2016 APSA appearances

Please visit one of the exciting panels I’m participating in this year in Philadelphia at the annual APSA Conference.


Collective Action, Environmental Politics, and (Nonhuman) Animal Rights

Division 3: Normative Political Theory

Thu, September 1, 2:00 to 3:30pm, PCC, 107-B

Yogi Hale Hendlin, Chair


Cities, Climate Change, and Sustainability Policy

Division 30: Urban and Local Politics

Fri, September 2, 10:00 to 11:30am, Marriott, Room 310

Yogi Hale Hendlin, Discussant

Interrogating the Anthropocene

Division 42: New Political Science / Related Group: Green Politics and Theory

Sun, September 4, 10:00 to 11:30am, Marriott, Room 411

Session Description

There is no doubt that the environment is under stress as a result of a quickly transforming climate. The increasing pressures on the Earth’s resources are linked to transformations within the population and increasing consumption, producing socio-environmental consequences that invite a reconsideration of green political thought. What perspectives within green political thought best respond to contemporary planetary challenges? And how might green political thought address an array of socio-environmental tensions? To what extent does green political thought help to address uneven geographies? And, how might differing ideologies within green political thought come together to address the challenges of our contemporary political, social, economic, and environmental climate?

My paper

Climate Change and the Discursive Gap: Querying Nonhuman Political Agencies


It is ironic that despite our pressing concerns of environmental sustainability, humanity has yet to consult with the rest of nature. Regardless of the urgent need to address the crisis of reason in human action creating a destabilized ecological order, the contentious sustainability and climate change discourses have inadvertently neglected to query nonhuman nature as to what arrangement works best for our mutual survival and flourishing. Sure, the natural sciences have attempted to ascertain how environmental systems work objectively, but their approach has been instrumental, not communicative.
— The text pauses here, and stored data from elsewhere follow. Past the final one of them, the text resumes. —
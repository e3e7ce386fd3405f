//! Readable random subdomains

use rand::Rng;

/// Lowercase letters and digits without look-alikes (`i`, `l`, `o`, `0`, `1`)
const READABLE: &[u8] = b"abcdefghjkmnpqrstuvwxyz23456789";

const TOKEN_LEN: usize = 10;

/// `{prefix}-{token}` with a 10 character readable token
pub fn generate_subdomain(prefix: &str) -> String {
    let mut rng = rand::thread_rng();
    let token: String = (0..TOKEN_LEN)
        .map(|_| READABLE[rng.gen_range(0..READABLE.len())] as char)
        .collect();
    format!("{prefix}-{token}")
}
//! HTTP request handler of the local server

use bytes::Bytes;
use devtun_auth::BasicAuthGate;
use devtun_core::{Error, Result};
use devtun_proxy::{is_upgrade_request, ProxyBody, ReverseProxy};
use http::{Request, Response};
use http_body_util::{BodyExt, Full};
use hyper::body::Incoming;
use std::sync::Arc;
use tracing::{debug, error};

/// Routes requests to the reverse proxy, gating plain requests behind auth
#[derive(Debug, Clone)]
pub struct RequestHandler {
    proxy: Arc<ReverseProxy>,
    auth: Option<BasicAuthGate>,
}

impl RequestHandler {
    /// Create a handler without authentication
    pub fn new(proxy: ReverseProxy) -> Self {
        Self {
            proxy: Arc::new(proxy),
            auth: None,
        }
    }

    /// Require basic auth for plain (non-upgrade) requests
    pub fn with_auth(mut self, gate: BasicAuthGate) -> Self {
        self.auth = Some(gate);
        self
    }

    /// Handle an incoming request
    pub async fn handle(&self, req: Request<Incoming>) -> Result<Response<ProxyBody>> {
        let (parts, body) = req.into_parts();
        let body_bytes = body
            .collect()
            .await
            .map_err(|e| Error::InvalidRequest(format!("Failed to read request body: {e}")))?
            .to_bytes();
        let req = Request::from_parts(parts, Full::new(body_bytes));

        // Upgrades are not gated: the websocket channel cannot answer a challenge.
        if is_upgrade_request(&req) {
            debug!(path = %req.uri().path(), "Upgrade request");
            return self.proxy.forward_upgrade(req).await;
        }

        if let Some(ref gate) = self.auth {
            if !gate.check(req.headers()).is_allowed() {
                return Ok(gate.challenge(full("401 Unauthorized")));
            }
        }

        self.proxy.forward(req).await
    }

    /// Handle a request, turning errors into status responses
    pub async fn serve(&self, req: Request<Incoming>) -> std::result::Result<Response<ProxyBody>, http::Error> {
        match self.handle(req).await {
            Ok(response) => Ok(response),
            Err(e) => {
                error!("Request handler error: {}", e);
                Response::builder()
                    .status(e.to_status_code())
                    .body(full(format!("Error: {e}")))
            }
        }
    }
}

/// Response body from a complete chunk
fn full(chunk: impl Into<Bytes>) -> ProxyBody {
    Full::new(chunk.into())
        .map_err(|never| -> hyper::Error { match never {} })
        .boxed_unsync()
}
Insofar as we view “instrumental” and “communicative” as discrete categories, the type of information available from instrumental investigations, more often than not, amounts largely to mirroring back our own interests and presuppositions in a feedback loop full of distortions where output reflects input, leaving little room for listening-based inquiry, leading to appreciation for the full polychromism of phenomena. Even among those working in animal studies, the tendency has been, more often than not, to treat animals as moral patients rather than communicative agents. Addressing this discursive gap in environmental political theory rectifies the oversight that nonhuman political agencies currently contribute to political outcomes only indirectly.

While democratic societies have come a long ways in the last few hundred years, extending the opportunity for political participation to non-propertied males, to the poor, people of color, indigenous groups, and women, nonetheless it seems like such progress stops abruptly at the species barrier. Whether for philosophical a priori assumptions that nonhumans do not have agency, or for more practical reasons that the communicative possibilities of nonhumans de facto exclude them from having voice as our political systems define it, with few exceptions nonhuman agents has been systematically left out of the question of political inclusion, or have been subsumed under larger phenomenological approaches that have obscured the difference between living organisms and lifeless things. Jane Bennett and other theorists allied with the object-oriented ontology (OOO) movement, for example, often collapse the ontological distance between beings and things, natural processes and the human domain of history. The agency of nonhuman organisms becomes merely representational in OOO as all things borrow their agency from human meaning, without any notion of intention, or meaning-creation or -orientation for nonhuman organisms. The implications of this is that this line of theorizing (including Steven Vogel, from a different theoretically committed direction) emphasize there is no substantial difference between field mice and trackpads, ecosystems and malls.

In order to diagnose and remedy a discursive gap involves several steps. First, the constituency being effected by negative political outcomes or lacking political involvement must be certified as a legitimate party relevant to the political process that should, because of such standing, be included. Second, it must be proved that the constituency in question actually can communicate and contribute to the already involved political actors, so that translation does not become an insurmountable problem. Third, the predominating decision-making processes must shift and evolve to take into account the unique ways in which these new relevant members of the expanded polis interact and express themselves, assuring that new polity members are not forced into political ventriloquism, speaking in the master’s dialect(ic).

Rather than just including nonhuman organisms or processes passively or indirectly through their impact on human actors—displacing their agency onto human recognition and action precipitating through their behavior—nonhuman natural beings can have direct political consequences. The inverse of the totalizing narratives of the anthropocene starring human actors monopolizing planetary environmental agency, nonhuman political agencies have long shaped cultural factors, whether acknowledged or not. Recognizing and interacting with these constituents of the ecological polis in ways eliciting their true interests, and weighing their interests in political decisions (e.g., through ambassadors or representatives, as Bruno Latour has suggested, or through granting rights, as Donaldson and Kymlicka have proposed), helps close this discursive gap. Other methods stemming from biosemiotics and democratic theory are also relevant to closing the discursive gap, and are pertinent to transforming political institutions and processes as we reorient towards sustainable environmental policy and tackling the systemic issues undergirding climate change.